[Collected data entries]
• • • • •
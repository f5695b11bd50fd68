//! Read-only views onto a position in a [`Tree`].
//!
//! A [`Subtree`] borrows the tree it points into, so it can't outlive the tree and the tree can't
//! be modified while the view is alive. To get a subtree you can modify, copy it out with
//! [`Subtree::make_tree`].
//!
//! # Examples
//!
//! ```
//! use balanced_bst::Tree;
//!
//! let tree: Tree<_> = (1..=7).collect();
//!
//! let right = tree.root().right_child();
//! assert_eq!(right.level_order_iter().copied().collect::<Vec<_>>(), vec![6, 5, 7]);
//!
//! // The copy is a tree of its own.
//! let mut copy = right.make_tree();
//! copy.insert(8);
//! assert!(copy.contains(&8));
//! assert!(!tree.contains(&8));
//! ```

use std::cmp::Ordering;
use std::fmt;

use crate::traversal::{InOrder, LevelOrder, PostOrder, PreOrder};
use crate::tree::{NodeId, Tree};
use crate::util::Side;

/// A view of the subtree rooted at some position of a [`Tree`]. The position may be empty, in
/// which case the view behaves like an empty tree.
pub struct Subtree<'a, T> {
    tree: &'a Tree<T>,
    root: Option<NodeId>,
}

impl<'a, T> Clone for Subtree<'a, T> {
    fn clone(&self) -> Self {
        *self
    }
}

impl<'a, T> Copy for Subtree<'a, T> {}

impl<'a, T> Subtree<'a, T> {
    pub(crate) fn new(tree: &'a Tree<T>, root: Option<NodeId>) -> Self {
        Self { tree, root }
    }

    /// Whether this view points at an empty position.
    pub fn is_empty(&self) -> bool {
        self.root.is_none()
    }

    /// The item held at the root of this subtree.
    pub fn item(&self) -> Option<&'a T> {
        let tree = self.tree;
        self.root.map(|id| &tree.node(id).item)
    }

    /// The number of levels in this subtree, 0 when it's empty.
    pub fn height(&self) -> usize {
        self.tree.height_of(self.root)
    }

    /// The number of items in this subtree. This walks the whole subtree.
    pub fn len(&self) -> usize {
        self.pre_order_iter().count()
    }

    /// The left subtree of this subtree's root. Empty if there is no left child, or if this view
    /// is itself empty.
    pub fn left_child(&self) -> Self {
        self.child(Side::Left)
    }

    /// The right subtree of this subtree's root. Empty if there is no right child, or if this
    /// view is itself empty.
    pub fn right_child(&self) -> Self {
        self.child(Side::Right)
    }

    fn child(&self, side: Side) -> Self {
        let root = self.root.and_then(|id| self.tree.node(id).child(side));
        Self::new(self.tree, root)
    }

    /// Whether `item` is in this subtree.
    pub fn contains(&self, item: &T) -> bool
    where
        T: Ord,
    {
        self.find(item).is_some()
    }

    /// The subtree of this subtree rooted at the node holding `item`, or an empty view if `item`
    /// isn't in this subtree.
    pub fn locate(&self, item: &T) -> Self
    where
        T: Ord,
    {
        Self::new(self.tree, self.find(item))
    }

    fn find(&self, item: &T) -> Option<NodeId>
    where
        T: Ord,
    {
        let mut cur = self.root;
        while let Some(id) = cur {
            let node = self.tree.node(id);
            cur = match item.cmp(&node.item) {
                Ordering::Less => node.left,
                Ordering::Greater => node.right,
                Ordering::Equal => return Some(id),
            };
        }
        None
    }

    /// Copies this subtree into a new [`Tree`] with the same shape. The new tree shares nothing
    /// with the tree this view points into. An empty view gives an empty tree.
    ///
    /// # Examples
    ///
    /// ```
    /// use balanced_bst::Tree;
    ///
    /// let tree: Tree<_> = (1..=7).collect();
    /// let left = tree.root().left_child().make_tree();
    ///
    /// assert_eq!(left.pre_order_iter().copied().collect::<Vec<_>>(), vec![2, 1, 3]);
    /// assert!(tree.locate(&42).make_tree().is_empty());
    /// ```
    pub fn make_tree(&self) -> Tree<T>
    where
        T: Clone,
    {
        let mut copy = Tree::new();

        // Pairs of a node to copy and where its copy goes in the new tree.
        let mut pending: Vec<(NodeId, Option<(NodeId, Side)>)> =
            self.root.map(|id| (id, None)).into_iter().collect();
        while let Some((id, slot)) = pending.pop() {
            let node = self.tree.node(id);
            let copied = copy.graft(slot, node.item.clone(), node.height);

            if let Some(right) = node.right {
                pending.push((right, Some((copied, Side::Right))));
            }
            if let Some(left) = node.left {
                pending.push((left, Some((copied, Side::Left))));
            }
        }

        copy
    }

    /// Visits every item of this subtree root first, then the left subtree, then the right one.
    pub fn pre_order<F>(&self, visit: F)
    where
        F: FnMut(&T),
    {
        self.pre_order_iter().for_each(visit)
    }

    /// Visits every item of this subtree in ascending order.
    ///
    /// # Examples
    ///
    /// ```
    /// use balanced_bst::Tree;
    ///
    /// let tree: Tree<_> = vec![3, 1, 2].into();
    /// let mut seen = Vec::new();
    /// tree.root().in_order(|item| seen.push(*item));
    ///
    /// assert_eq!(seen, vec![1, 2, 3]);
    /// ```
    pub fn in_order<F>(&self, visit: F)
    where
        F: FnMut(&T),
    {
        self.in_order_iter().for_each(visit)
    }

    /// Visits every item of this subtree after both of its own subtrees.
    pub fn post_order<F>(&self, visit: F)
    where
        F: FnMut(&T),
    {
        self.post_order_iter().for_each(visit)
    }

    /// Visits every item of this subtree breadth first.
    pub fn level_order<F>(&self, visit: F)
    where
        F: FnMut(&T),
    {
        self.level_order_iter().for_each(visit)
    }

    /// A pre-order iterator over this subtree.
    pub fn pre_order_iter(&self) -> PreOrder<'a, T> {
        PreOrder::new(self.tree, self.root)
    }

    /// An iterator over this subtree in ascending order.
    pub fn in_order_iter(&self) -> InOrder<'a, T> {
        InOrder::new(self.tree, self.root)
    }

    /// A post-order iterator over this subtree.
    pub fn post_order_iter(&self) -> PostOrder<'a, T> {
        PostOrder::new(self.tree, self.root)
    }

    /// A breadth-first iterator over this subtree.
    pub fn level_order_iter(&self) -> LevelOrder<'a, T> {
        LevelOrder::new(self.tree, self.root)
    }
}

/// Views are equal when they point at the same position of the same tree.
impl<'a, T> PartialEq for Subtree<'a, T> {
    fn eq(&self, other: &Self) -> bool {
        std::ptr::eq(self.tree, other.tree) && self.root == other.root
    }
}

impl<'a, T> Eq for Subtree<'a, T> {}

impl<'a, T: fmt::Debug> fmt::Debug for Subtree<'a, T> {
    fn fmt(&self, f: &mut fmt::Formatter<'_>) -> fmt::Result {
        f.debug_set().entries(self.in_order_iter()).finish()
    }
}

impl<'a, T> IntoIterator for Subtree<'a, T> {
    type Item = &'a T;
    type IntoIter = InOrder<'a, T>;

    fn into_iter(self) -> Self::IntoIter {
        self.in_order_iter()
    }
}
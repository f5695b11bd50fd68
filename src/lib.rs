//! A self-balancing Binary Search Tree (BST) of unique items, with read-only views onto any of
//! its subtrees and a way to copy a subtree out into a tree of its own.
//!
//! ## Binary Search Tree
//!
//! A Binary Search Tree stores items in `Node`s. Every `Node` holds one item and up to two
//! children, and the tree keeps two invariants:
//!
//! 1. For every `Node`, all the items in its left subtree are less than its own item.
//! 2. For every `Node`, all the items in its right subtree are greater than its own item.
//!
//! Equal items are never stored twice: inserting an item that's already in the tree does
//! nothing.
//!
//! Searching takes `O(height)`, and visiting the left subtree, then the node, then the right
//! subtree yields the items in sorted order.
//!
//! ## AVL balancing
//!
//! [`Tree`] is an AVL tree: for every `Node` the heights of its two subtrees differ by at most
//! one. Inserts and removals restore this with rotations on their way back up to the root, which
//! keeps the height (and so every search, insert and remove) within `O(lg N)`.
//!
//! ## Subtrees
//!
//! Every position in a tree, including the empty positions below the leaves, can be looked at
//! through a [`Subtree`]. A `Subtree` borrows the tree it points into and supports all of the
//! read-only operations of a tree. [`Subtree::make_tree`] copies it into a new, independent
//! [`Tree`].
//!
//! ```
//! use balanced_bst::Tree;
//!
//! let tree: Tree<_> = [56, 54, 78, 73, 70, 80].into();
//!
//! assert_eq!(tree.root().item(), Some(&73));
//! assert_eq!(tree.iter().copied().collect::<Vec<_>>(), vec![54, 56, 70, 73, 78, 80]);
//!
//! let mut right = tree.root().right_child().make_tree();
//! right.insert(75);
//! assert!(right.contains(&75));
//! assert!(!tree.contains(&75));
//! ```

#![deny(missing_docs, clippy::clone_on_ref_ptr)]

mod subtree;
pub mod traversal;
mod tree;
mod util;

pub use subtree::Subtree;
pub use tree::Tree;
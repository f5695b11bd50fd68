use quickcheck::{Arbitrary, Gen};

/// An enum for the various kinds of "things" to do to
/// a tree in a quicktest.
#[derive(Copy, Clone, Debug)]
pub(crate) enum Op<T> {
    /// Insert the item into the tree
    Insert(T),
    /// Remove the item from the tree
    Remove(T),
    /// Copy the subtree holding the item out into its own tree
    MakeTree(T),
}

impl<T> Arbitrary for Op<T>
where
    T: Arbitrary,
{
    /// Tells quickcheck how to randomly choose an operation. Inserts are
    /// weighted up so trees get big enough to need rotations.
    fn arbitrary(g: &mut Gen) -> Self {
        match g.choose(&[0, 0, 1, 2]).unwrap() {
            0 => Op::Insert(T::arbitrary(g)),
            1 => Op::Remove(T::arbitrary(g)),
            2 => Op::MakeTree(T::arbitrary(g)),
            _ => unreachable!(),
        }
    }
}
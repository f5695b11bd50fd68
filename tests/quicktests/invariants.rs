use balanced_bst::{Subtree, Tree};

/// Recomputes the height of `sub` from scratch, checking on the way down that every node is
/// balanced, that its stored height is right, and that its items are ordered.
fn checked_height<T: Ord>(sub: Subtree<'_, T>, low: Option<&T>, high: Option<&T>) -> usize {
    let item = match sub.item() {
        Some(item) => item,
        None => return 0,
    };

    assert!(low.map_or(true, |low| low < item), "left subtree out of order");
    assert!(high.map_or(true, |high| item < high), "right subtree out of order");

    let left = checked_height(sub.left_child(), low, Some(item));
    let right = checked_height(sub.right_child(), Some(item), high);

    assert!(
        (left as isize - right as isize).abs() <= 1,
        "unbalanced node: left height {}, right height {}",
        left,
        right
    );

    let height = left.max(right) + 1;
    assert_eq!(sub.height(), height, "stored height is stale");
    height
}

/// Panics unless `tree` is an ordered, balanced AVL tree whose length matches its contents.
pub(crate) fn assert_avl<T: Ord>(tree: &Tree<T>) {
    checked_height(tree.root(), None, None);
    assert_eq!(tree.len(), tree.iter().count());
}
• • • • •
◆ Try it ◆
Return each line of the entries that holds the string "onto".

◆ Answer space ◆
//! Read-only views onto a position in a [`Tree`].
//! A self-balancing Binary Search Tree (BST) of unique items, with read-only views onto any of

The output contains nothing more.